>>>

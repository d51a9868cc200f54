//! UI hierarchy snapshots and their flattening into element maps.
//!
//! A page source is parsed into an owned [`UiNode`] tree, walked once, and
//! dropped. Two flattenings are provided:
//!
//! - [`element_map`]: display name → XPath, last writer wins on name clashes.
//! - [`bounds_elements`]: one record per distinct `bounds` string, in
//!   document order.

use std::collections::{BTreeMap, HashSet};

use serde::{Deserialize, Serialize};

use crate::result::{AppError, AppResult};

/// Attribute names used by UiAutomator2 page sources
pub mod attr {
    /// Visible text
    pub const TEXT: &str = "text";
    /// Android resource id
    pub const RESOURCE_ID: &str = "resource-id";
    /// Accessibility description
    pub const CONTENT_DESC: &str = "content-desc";
    /// Widget class
    pub const CLASS: &str = "class";
    /// Screen rectangle, `[x1,y1][x2,y2]`
    pub const BOUNDS: &str = "bounds";
}

/// One node of a hierarchy snapshot
#[derive(Debug, Clone, PartialEq, Eq, Default)]
pub struct UiNode {
    /// Element tag (the widget class on Android)
    pub tag: String,
    /// Raw attributes
    pub attributes: BTreeMap<String, String>,
    /// Child nodes in document order
    pub children: Vec<UiNode>,
}

impl UiNode {
    /// Create a node with no attributes
    #[must_use]
    pub fn new(tag: impl Into<String>) -> Self {
        Self {
            tag: tag.into(),
            ..Self::default()
        }
    }

    /// Builder: set an attribute
    #[must_use]
    pub fn with_attr(mut self, name: impl Into<String>, value: impl Into<String>) -> Self {
        let _ = self.attributes.insert(name.into(), value.into());
        self
    }

    /// Builder: append a child
    #[must_use]
    pub fn with_child(mut self, child: UiNode) -> Self {
        self.children.push(child);
        self
    }

    /// Parse a page-source XML document
    pub fn parse(xml: &str) -> AppResult<Self> {
        let doc = roxmltree::Document::parse(xml).map_err(|e| AppError::MalformedHierarchy {
            message: e.to_string(),
        })?;
        Ok(Self::from_xml(doc.root_element()))
    }

    fn from_xml(node: roxmltree::Node<'_, '_>) -> Self {
        Self {
            tag: node.tag_name().name().to_string(),
            attributes: node
                .attributes()
                .map(|a| (a.name().to_string(), a.value().to_string()))
                .collect(),
            children: node
                .children()
                .filter(roxmltree::Node::is_element)
                .map(Self::from_xml)
                .collect(),
        }
    }

    /// Trimmed attribute value; blank counts as absent
    #[must_use]
    pub fn attr(&self, name: &str) -> Option<&str> {
        self.attributes
            .get(name)
            .map(|v| v.trim())
            .filter(|v| !v.is_empty())
    }

    /// Display name: text, then content-desc, then resource-id, then `Unnamed_<tag>`
    #[must_use]
    pub fn display_name(&self) -> String {
        self.attr(attr::TEXT)
            .or_else(|| self.attr(attr::CONTENT_DESC))
            .or_else(|| self.attr(attr::RESOURCE_ID))
            .map_or_else(|| format!("Unnamed_{}", self.tag), str::to_string)
    }

    /// XPath by resource-id, then text, then content-desc, then class.
    ///
    /// `None` when the node carries none of them.
    #[must_use]
    pub fn xpath(&self) -> Option<String> {
        if let Some(id) = self.attr(attr::RESOURCE_ID) {
            Some(format!("//*[@resource-id={}]", xpath_literal(id)))
        } else if let Some(text) = self.attr(attr::TEXT) {
            Some(format!("//*[contains(@text,{})]", xpath_literal(text)))
        } else if let Some(desc) = self.attr(attr::CONTENT_DESC) {
            Some(format!("//*[@content-desc={}]", xpath_literal(desc)))
        } else {
            self.attr(attr::CLASS)
                .map(|class| format!("//*[contains(@class,{})]", xpath_literal(class)))
        }
    }

    /// Pre-order walk over this node and its descendants
    pub fn walk<'a>(&'a self, visit: &mut impl FnMut(&'a UiNode)) {
        visit(self);
        for child in &self.children {
            child.walk(visit);
        }
    }
}

/// Quote `value` as an XPath 1.0 string literal.
///
/// Single quotes are used when possible. A value holding `'` but no `"` is
/// double-quoted; one holding both becomes a `concat()` call.
#[must_use]
pub fn xpath_literal(value: &str) -> String {
    if !value.contains('\'') {
        format!("'{value}'")
    } else if !value.contains('"') {
        format!("\"{value}\"")
    } else {
        let parts: Vec<String> = value.split('\'').map(|part| format!("'{part}'")).collect();
        format!("concat({})", parts.join(", \"'\", "))
    }
}

/// Entry of a name → XPath map
#[derive(Debug, Clone, PartialEq, Eq, Serialize, Deserialize)]
pub struct XpathEntry {
    /// Generated XPath
    pub xpath: String,
}

/// Flat name → XPath map
pub type ElementMap = BTreeMap<String, XpathEntry>;

/// Add every locatable node under `root` to `map`
pub fn collect_elements(root: &UiNode, map: &mut ElementMap) {
    root.walk(&mut |node| {
        if let Some(xpath) = node.xpath() {
            let _ = map.insert(node.display_name(), XpathEntry { xpath });
        }
    });
}

/// Name → XPath map of a snapshot
#[must_use]
pub fn element_map(root: &UiNode) -> ElementMap {
    let mut map = ElementMap::new();
    collect_elements(root, &mut map);
    map
}

/// Record of the bounds-aware flattening
#[derive(Debug, Clone, PartialEq, Eq, Serialize, Deserialize)]
pub struct BoundsElement {
    /// Text, then resource-id, then class
    pub element_name: String,
    /// Widget class
    pub class_name: String,
    /// Screen rectangle string
    pub bounds: String,
    /// `//<class>[@bounds='<bounds>']`
    pub xpath: String,
}

/// One record per distinct `bounds` under `root`, first occurrence kept
#[must_use]
pub fn bounds_elements(root: &UiNode) -> Vec<BoundsElement> {
    let mut seen = HashSet::new();
    let mut out = Vec::new();
    root.walk(&mut |node| {
        let Some(bounds) = node.attr(attr::BOUNDS) else {
            return;
        };
        if !seen.insert(bounds.to_string()) {
            return;
        }
        let class_name = node.attr(attr::CLASS).unwrap_or(&node.tag).to_string();
        let element_name = node
            .attr(attr::TEXT)
            .or_else(|| node.attr(attr::RESOURCE_ID))
            .unwrap_or(&class_name)
            .to_string();
        out.push(BoundsElement {
            xpath: format!("//{class_name}[@bounds={}]", xpath_literal(bounds)),
            element_name,
            class_name,
            bounds: bounds.to_string(),
        });
    });
    out
}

<<<

[ACTIVITY]: After reading the entries above, state how many lines hold the word "parts", with no text besides the number.

[WRITTEN REPLY]: 2